All CFOs find themselves grappling to some extent with economic challenges as a result of the COVID-19 crisis. Effective cost management is now a matter of existential importance for many companies, as revenue will be challenged and unpredictable for the foreseeable future. Communicating this new, uncertain outlook to investors remains equally challenging for CFOs and their investor relations teams.
From January to March 2020, the number of companies that withdrew earnings guidance soared over 20 times, from eight to 198
“CFOs are dealing with a range of impacts right now, from quantifiable impacts within range of their original guidance to the need to completely withdraw guidance and start from scratch,” says Stephen Adams, Directory, Advisory, Gartner. “Mentions of COVID-19 on S&P 500 earnings calls increased greatly in the first quarter of 2020. CFOs should understand some common best practices to follow to ensure their communications don’t make things worse.”
These references to COVID-19 fall into three broad camps with regard to their earnings guidance: Those still assessing the situation, those quantifying the impact on original guidance using a range, and those that will miss or need to fully revise guidance.
In S&P 500 earning calls in January 2020, just 28% mentioned COVID-19. By February, over half (53%) referred to the coronavirus, and in March that number reached 88%. Notably during the period from January to March 2020, the number of companies that withdrew earnings guidance soared over 20 times, from eight to 198.
“This data suggests that first, we are dealing with unprecedented levels of uncertainty in the marketplace,” says Adams. “Second, it says that finance teams are, by and large, incapable of building a reliable forecast of business performance. Lastly, it suggests that corporate leaders aren’t willing to stick their necks out and get punished for the uncertainty in the market.”
Corporate leaders will need to update their investor communications practices
For the many organizations facing earnings guidance revisions, Adams shares best practices for communicating new information to investors.
- Do not rush. Ensure you are confident in the revised numbers you provide the investment community, as a second revision tends to provoke a much more negative reaction than just one.
- If the revision comes intra-quarter, make the announcement by press release. If full-year guidance update is needed and the timing is suitable, the announcement can be made on the earnings call.
- Feel free to use a range or minimum value. Investors understand that corporate leaders don’t have a crystal ball and this unprecedented situation makes pinpointing expectations nearly impossible.
- Avoid superfluous content. Acknowledge the headwind and clarify how it’s impacting numbers. Investors appreciate brevity.

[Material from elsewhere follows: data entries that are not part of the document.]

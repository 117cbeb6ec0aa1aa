//! Anthropic messages API client.

use std::sync::Arc;
use std::time::Duration;

use async_trait::async_trait;
use reqwest::Client;
use secrecy::{ExposeSecret, SecretString};
use serde::{Deserialize, Serialize};

use crate::{
    adapter::{Completion, ProviderAdapter},
    error::LLMError,
    provider::ProviderId,
    usage::Usage,
};

use super::{decode_response, endpoint, trace_payload};

pub const DEFAULT_BASE_URL: &str = "https://api.anthropic.com/v1";
pub const DEFAULT_MODEL: &str = "claude-3-5-sonnet-20241022";
pub const DEFAULT_MAX_TOKENS: u32 = 500;
const ANTHROPIC_VERSION: &str = "2023-06-01";

/// Configuration for the Anthropic client.
#[derive(Debug)]
pub struct AnthropicConfig {
    pub api_key: SecretString,
    pub base_url: String,
    pub model: String,
    pub max_tokens: u32,
    /// Only forwarded when set
    pub temperature: Option<f32>,
    pub timeout_seconds: Option<u64>,
}

#[derive(Debug, Clone)]
pub struct Anthropic {
    pub config: Arc<AnthropicConfig>,
    pub client: Client,
}

#[derive(Serialize)]
struct AnthropicMessage<'a> {
    role: &'a str,
    content: &'a str,
}

#[derive(Serialize)]
struct AnthropicRequest<'a> {
    model: &'a str,
    max_tokens: u32,
    messages: Vec<AnthropicMessage<'a>>,
    #[serde(skip_serializing_if = "Option::is_none")]
    temperature: Option<f32>,
}

#[derive(Deserialize, Debug)]
struct AnthropicResponse {
    #[serde(default)]
    content: Vec<AnthropicContent>,
    usage: Option<Usage>,
}

#[derive(Deserialize, Debug)]
struct AnthropicContent {
    #[serde(rename = "type")]
    content_type: String,
    text: Option<String>,
}

impl Anthropic {
    pub fn new(
        api_key: SecretString,
        base_url: Option<String>,
        model: Option<String>,
        max_tokens: Option<u32>,
        temperature: Option<f32>,
        timeout_seconds: Option<u64>,
    ) -> Self {
        Self::with_client(
            Client::new(),
            api_key,
            base_url,
            model,
            max_tokens,
            temperature,
            timeout_seconds,
        )
    }

    pub fn with_client(
        client: Client,
        api_key: SecretString,
        base_url: Option<String>,
        model: Option<String>,
        max_tokens: Option<u32>,
        temperature: Option<f32>,
        timeout_seconds: Option<u64>,
    ) -> Self {
        Self {
            config: Arc::new(AnthropicConfig {
                api_key,
                base_url: base_url.unwrap_or_else(|| DEFAULT_BASE_URL.to_string()),
                model: model.unwrap_or_else(|| DEFAULT_MODEL.to_string()),
                max_tokens: max_tokens.unwrap_or(DEFAULT_MAX_TOKENS),
                temperature,
                timeout_seconds,
            }),
            client,
        }
    }
}

#[async_trait]
impl ProviderAdapter for Anthropic {
    fn provider(&self) -> ProviderId {
        ProviderId::Anthropic
    }

    fn model(&self) -> &str {
        &self.config.model
    }

    async fn send(&self, prompt: &str) -> Result<Completion, LLMError> {
        let api_key = self.config.api_key.expose_secret();
        if api_key.trim().is_empty() {
            return Err(LLMError::AuthError("Missing Anthropic API key".to_string()));
        }

        let body = AnthropicRequest {
            model: &self.config.model,
            max_tokens: self.config.max_tokens,
            messages: vec![AnthropicMessage {
                role: "user",
                content: prompt,
            }],
            temperature: self.config.temperature,
        };
        trace_payload("Anthropic", &body);

        let mut request = self
            .client
            .post(endpoint(&self.config.base_url, "messages"))
            .header("x-api-key", api_key)
            .header("anthropic-version", ANTHROPIC_VERSION)
            .json(&body);
        if let Some(timeout) = self.config.timeout_seconds {
            request = request.timeout(Duration::from_secs(timeout));
        }

        let resp: AnthropicResponse =
            decode_response("Anthropic", request.send().await?).await?;

        let text = resp
            .content
            .into_iter()
            .find(|block| block.content_type == "text")
            .and_then(|block| block.text)
            .ok_or_else(|| {
                LLMError::ProviderError("Anthropic reply has no text content".to_string())
            })?;

        Ok(Completion {
            text,
            tokens_used: resp.usage.map(|u| u.total()).unwrap_or(0),
        })
    }
}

- Immediately following the announcement, speak with your sell-side analysts and top shareholders to explain the impacts in greater detail.
While organizations facing an earnings revision need special guidance, Adams notes that nearly all corporate leaders will need to update their investor communications practices as a result of the ongoing economic uncertainty.
“The economic environment is difficult enough without compounding challenges by issuing poorly conceived investor communications,” says Adams. “Corporate leaders addressing the investment community should align their messages with those of PR and marketing teams, avoid making bold short-term forecasts and clarify mitigation efforts that the organization is taking to survive this crisis.”
Adams notes that this is not the first disease outbreak that has impacted investor communications, nor is it likely to be the last. He notes that the organizations that excelled in investor communications during previous crises excelled in five key areas:
- Developed a crisis response team early.
- Made a public statement quickly.
- Maintained consistent messaging across the enterprise.
- Closely monitored impacts across the supply chain.
- Gave periodic updates to investors to keep them informed through earnings calls, press releases, teleconferences and one-on-one updates.
The COVID-19 crisis is an uncontrollable event for most organizations, but they do have control over how they address the situation with investors — and by doing so, have at least some influence over how their investors will react.